An entry from my lap:

Last thursday, for me yesterday, I went with Monge to a coffee house. Yep, I don't like coffee but it's perhaps the easier place to have a nice talk with someone. Where and since when has coffee make polite conversation a posibility? Probably it's ancient, maybe it could have started with tea sessions and "degenerated" to coffee, it's cheaper. I really like tea, maybe more than chocolate, I can drink tons of the former; but a medium ration of the latter is more than enough for me.
Yet I'm not here to talk about my drink preferences =) The talk started with a weird direction, so I started with quick and direct questions, something to give taste to the moment =) We talked long and deeply about what we want. We passed through a sociology topic "History and Development of ISC psyche 101" and even we made a quick good-bad-things-you-have (an idea from Monge). And here starts my comments. It was hard, not that I had any fear of hurting or saying to much; there's strong trust and confidence on the relationship, his my friend. It was a mind "problem", there has passed too much time since I cared about good-bad things people have. Yes, I can see virtues and defects; I simply don't have a record. Try to catch the essence of that one, that's all I try. Yes, there are things I am constantly disturbed or delighted from people. Just as typically encounter amazing things in the world. There are tons of times when I think to myself "Its his/her way" and there it ends my attempts to control. Of course, there are things I want to change from my friends and people who I care (to the rest of humanity I normally don't have an "action plan"). Everyone who knows me have at least an idea that I try to correct people. Many times that's bad, because that causes them to think of me as an arrogant who believes himself an all-know man. But you need to know that I only try to correct to those I care. In a way, I'm more dilligent to your education than it maybe good. I seek orthographic mistakes. I try to make you think from another viewpoint, and several times I will try to confuse you. Please remember that most of the times I do it with my best intentions. Who am I to know The Way? That's the reason I pretty much don't deal with personal things. Try to give space. And when I don't clearly see a solution I give up and just support. Listening is the only thing I can do (it's hard to do it). And in the gray area of knowing what happens, and don't knowing; there's always space for tolerance, for letting be.

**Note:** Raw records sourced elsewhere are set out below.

use crate::dns::codec::{decode_message, encode_message};
use dnsfilter_application::use_cases::HandleDnsQueryUseCase;
use dnsfilter_domain::{DnsMessage, DomainError};
use std::net::SocketAddr;
use std::sync::Arc;
use tracing::{debug, warn};

/// An encoded reply together with the message it was built from.
#[derive(Debug, Clone)]
pub struct PreparedReply {
    pub bytes: Vec<u8>,
    pub response: DnsMessage,
}

/// Runs one datagram through decode, filtering, resolution and encode.
/// Every failure is contained here: the request is logged and dropped.
pub struct DnsServerHandler {
    use_case: Arc<HandleDnsQueryUseCase>,
}

impl DnsServerHandler {
    pub fn new(use_case: Arc<HandleDnsQueryUseCase>) -> Self {
        Self { use_case }
    }

    /// Returns `None` when no reply must be sent.
    pub async fn handle_raw_udp(&self, query_buf: &[u8], client: SocketAddr) -> Option<PreparedReply> {
        let request = match decode_message(query_buf) {
            Ok(request) => request,
            Err(e) => {
                warn!(client = %client, error = %e, "Dropping malformed request");
                return None;
            }
        };

        let response = match self.use_case.execute(&request).await {
            Ok(response) => response,
            Err(DomainError::EmptyQuery) => {
                warn!(client = %client, id = request.header.id, "Dropping request without questions");
                return None;
            }
            Err(e) => {
                warn!(
                    client = %client,
                    id = request.header.id,
                    error = %e,
                    "Dropping request, resolution failed"
                );
                return None;
            }
        };

        match encode_message(&response) {
            Ok(bytes) => {
                debug!(
                    client = %client,
                    id = response.header.id,
                    answers = response.answers.len(),
                    "Sending response"
                );
                Some(PreparedReply { bytes, response })
            }
            Err(e) => {
                warn!(client = %client, id = response.header.id, error = %e, "Dropping unencodable response");
                None
            }
        }
    }

    /// Statistics for a reply that reached the socket.
    pub async fn record_delivery(&self, client: SocketAddr, reply: &PreparedReply) {
        self.use_case
            .record_delivery(client.ip(), &reply.response)
            .await;
    }
}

To be truth to all of you I have to give you the other half of the reason for my behaviour. Learning. I do that which I stated previously because I have a deep need to comprehend, people can call it manipulation or playing but its intents are knowing, feeling, absorbing part of reality to gain the truth. Won't say I have not more than fun doing it, is it so bad to have a gain-gain deal? And of course, before my personal entretainment (as someone can call it) I have respect for the people, and never consciously have done a game where there's any chances of a severe injury.
I know that this entry may sound cynical, utilitarian, mainly rational and a bit arrogant. But here I am, telling you what I think and do without trying to cheat you.